- [Data supplied]

• • •

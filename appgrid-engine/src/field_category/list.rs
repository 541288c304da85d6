//! ListFieldCategories command

use crate::context::EngineContext;
use crate::error::{EngineError, Result};
use crate::operation::{operation, unlogged, Execute, ExecutionResult};
use crate::types::DirectoryId;
use async_trait::async_trait;
use serde::{Deserialize, Serialize};
use serde_json::Value;

/// List a directory's field categories
#[derive(Debug, Deserialize, Serialize)]
#[serde(rename_all = "camelCase")]
pub struct ListFieldCategories {
    pub directory_id: DirectoryId,
}

operation!(
    ListFieldCategories,
    verb = "list",
    noun = "field categories",
    description = "List field categories of a directory"
);

impl ListFieldCategories {
    pub fn new(directory_id: impl Into<DirectoryId>) -> Self {
        Self {
            directory_id: directory_id.into(),
        }
    }
}

#[async_trait]
impl Execute<EngineContext, EngineError> for ListFieldCategories {
    async fn execute(&self, ctx: &EngineContext) -> ExecutionResult<Value, EngineError> {
        let result: Result<Value> = async {
            ctx.read_directory(&self.directory_id).await?;
            let categories = ctx.read_all_field_categories(&self.directory_id).await?;
            Ok(serde_json::json!({
                "count": categories.len(),
                "categories": categories,
            }))
        }
        .await;

        unlogged(result)
    }
}
//! Error types for field definitions and field values

use std::collections::BTreeMap;

use serde::{Deserialize, Serialize};
use thiserror::Error;

/// Result type for fields operations
pub type Result<T> = std::result::Result<T, FieldsError>;

/// Errors that can occur in field definition operations
#[derive(Debug, Error)]
pub enum FieldsError {
    /// Field not found by key
    #[error("field not found: {key}")]
    FieldNotFound { key: String },

    /// Field not found by ULID
    #[error("field not found by id: {id}")]
    FieldNotFoundById { id: String },

    /// Another field in the same directory already uses this key
    #[error("duplicate field key: {key}")]
    DuplicateKey { key: String },

    /// The definition itself is malformed (missing options, bad relation, ...)
    #[error("invalid schema for field '{key}': {message}")]
    InvalidSchema { key: String, message: String },

    /// IO error
    #[error("IO error: {0}")]
    Io(#[from] std::io::Error),

    /// YAML serialization error
    #[error("YAML error: {0}")]
    Yaml(#[from] serde_yaml_ng::Error),
}

impl FieldsError {
    /// Create an invalid schema error
    pub fn invalid_schema(key: impl Into<String>, message: impl Into<String>) -> Self {
        Self::InvalidSchema {
            key: key.into(),
            message: message.into(),
        }
    }
}

/// A validation failure for one field value.
///
/// Composite values (arrays of objects) report problems per item, keyed by
/// the item's array index, in addition to the summary message.
#[derive(Debug, Clone, PartialEq, Eq, Serialize, Deserialize)]
pub struct FieldError {
    pub message: String,
    #[serde(default, skip_serializing_if = "BTreeMap::is_empty")]
    pub items: BTreeMap<usize, String>,
}

impl FieldError {
    pub fn new(message: impl Into<String>) -> Self {
        Self {
            message: message.into(),
            items: BTreeMap::new(),
        }
    }

    /// Build an error from per-item messages.
    pub fn from_items(items: BTreeMap<usize, String>) -> Self {
        let message = if items.len() == 1 {
            "1 item is invalid".to_string()
        } else {
            format!("{} items are invalid", items.len())
        };
        Self { message, items }
    }

    /// Message for a single array item, if that item failed.
    pub fn item(&self, index: usize) -> Option<&str> {
        self.items.get(&index).map(String::as_str)
    }
}

impl std::fmt::Display for FieldError {
    fn fmt(&self, f: &mut std::fmt::Formatter<'_>) -> std::fmt::Result {
        write!(f, "{}", self.message)?;
        for (idx, msg) in &self.items {
            write!(f, "; [{idx}] {msg}")?;
        }
        Ok(())
    }
}

impl std::error::Error for FieldError {}

/// Per-field validation errors for a whole write, keyed by field key.
pub type FieldErrors = BTreeMap<String, FieldError>;

#[cfg(test)]
mod tests {
    use super::*;

    #[test]
    fn test_error_display() {
        let err = FieldsError::FieldNotFound {
            key: "status".into(),
        };
        assert_eq!(err.to_string(), "field not found: status");
    }

    #[test]
    fn test_invalid_schema_error() {
        let err = FieldsError::invalid_schema("owner", "relation config is required");
        assert!(err.to_string().contains("owner"));
        assert!(err.to_string().contains("relation config is required"));
    }

    #[test]
    fn field_error_lists_items() {
        let mut items = BTreeMap::new();
        items.insert(2, "missing title".to_string());
        let err = FieldError::from_items(items);
        assert_eq!(err.item(2), Some("missing title"));
        assert_eq!(err.item(0), None);
        assert_eq!(err.to_string(), "1 item is invalid; [2] missing title");
    }
}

• • •

- [What to do]
This exercise needs each record retyped exactly as shown.

- [Exercise solution]
filename appgrid-engine/src/field_category/list.rs
repository 541288c304da85d6
//! ListFieldCategories command

use crate::context::EngineContext;
use crate::error::{EngineError, Result};
use crate::operation::{operation, unlogged, Execute, ExecutionResult};
use crate::types::DirectoryId;
use async_trait::async_trait;
use serde::{Deserialize, Serialize};
use serde_json::Value;

/// List a directory's field categories
#[derive(Debug, Deserialize, Serialize)]
#[serde(rename_all = "camelCase")]
pub struct ListFieldCategories {
    pub directory_id: DirectoryId,
}

operation!(
    ListFieldCategories,
    verb = "list",
    noun = "field categories",
    description = "List field categories of a directory"
);

impl ListFieldCategories {
    pub fn new(directory_id: impl Into<DirectoryId>) -> Self {
        Self {
            directory_id: directory_id.into(),
        }
    }
}

#[async_trait]
impl Execute<EngineContext, EngineError> for ListFieldCategories {
    async fn execute(&self, ctx: &EngineContext) -> ExecutionResult<Value, EngineError> {
        let result: Result<Value> = async {
            ctx.read_directory(&self.directory_id).await?;
            let categories = ctx.read_all_field_categories(&self.directory_id).await?;
            Ok(serde_json::json!({
                "count": categories.len(),
                "categories": categories,
            }))
        }
        .await;

        unlogged(result)
    }
}
//! Error types for field definitions and field values

use std::collections::BTreeMap;

use serde::{Deserialize, Serialize};
use thiserror::Error;

/// Result type for fields operations
pub type Result<T> = std::result::Result<T, FieldsError>;

/// Errors that can occur in field definition operations
#[derive(Debug, Error)]
pub enum FieldsError {
    /// Field not found by key
    #[error("field not found: {key}")]
    FieldNotFound { key: String },

    /// Field not found by ULID
    #[error("field not found by id: {id}")]
    FieldNotFoundById { id: String },

    /// Another field in the same directory already uses this key
    #[error("duplicate field key: {key}")]
    DuplicateKey { key: String },

    /// The definition itself is malformed (missing options, bad relation, ...)
    #[error("invalid schema for field '{key}': {message}")]
    InvalidSchema { key: String, message: String },

    /// IO error
    #[error("IO error: {0}")]
    Io(#[from] std::io::Error),

    /// YAML serialization error
    #[error("YAML error: {0}")]
    Yaml(#[from] serde_yaml_ng::Error),
}

impl FieldsError {
    /// Create an invalid schema error
    pub fn invalid_schema(key: impl Into<String>, message: impl Into<String>) -> Self {
        Self::InvalidSchema {
            key: key.into(),
            message: message.into(),
        }
    }
}

/// A validation failure for one field value.
///
/// Composite values (arrays of objects) report problems per item, keyed by
/// the item's array index, in addition to the summary message.
#[derive(Debug, Clone, PartialEq, Eq, Serialize, Deserialize)]
pub struct FieldError {
    pub message: String,
    #[serde(default, skip_serializing_if = "BTreeMap::is_empty")]
    pub items: BTreeMap<usize, String>,
}

impl FieldError {
    pub fn new(message: impl Into<String>) -> Self {
        Self {
            message: message.into(),
            items: BTreeMap::new(),
        }
    }

    /// Build an error from per-item messages.
    pub fn from_items(items: BTreeMap<usize, String>) -> Self {
        let message = if items.len() == 1 {
            "1 item is invalid".to_string()
        } else {
            format!("{} items are invalid", items.len())
        };
        Self { message, items }
    }

    /// Message for a single array item, if that item failed.
    pub fn item(&self, index: usize) -> Option<&str> {
        self.items.get(&index).map(String::as_str)
    }
}

impl std::fmt::Display for FieldError {
    fn fmt(&self, f: &mut std::fmt::Formatter<'_>) -> std::fmt::Result {
        write!(f, "{}", self.message)?;
        for (idx, msg) in &self.items {
            write!(f, "; [{idx}] {msg}")?;
        }
        Ok(())
    }
}

impl std::error::Error for FieldError {}

/// Per-field validation errors for a whole write, keyed by field key.
pub type FieldErrors = BTreeMap<String, FieldError>;

#[cfg(test)]
mod tests {
    use super::*;

    #[test]
    fn test_error_display() {
        let err = FieldsError::FieldNotFound {
            key: "status".into(),
        };
        assert_eq!(err.to_string(), "field not found: status");
    }

    #[test]
    fn test_invalid_schema_error() {
        let err = FieldsError::invalid_schema("owner", "relation config is required");
        assert!(err.to_string().contains("owner"));
        assert!(err.to_string().contains("relation config is required"));
    }

    #[test]
    fn field_error_lists_items() {
        let mut items = BTreeMap::new();
        items.insert(2, "missing title".to_string());
        let err = FieldError::from_items(items);
        assert_eq!(err.item(2), Some("missing title"));
        assert_eq!(err.item(0), None);
        assert_eq!(err.to_string(), "1 item is invalid; [2] missing title");
    }
}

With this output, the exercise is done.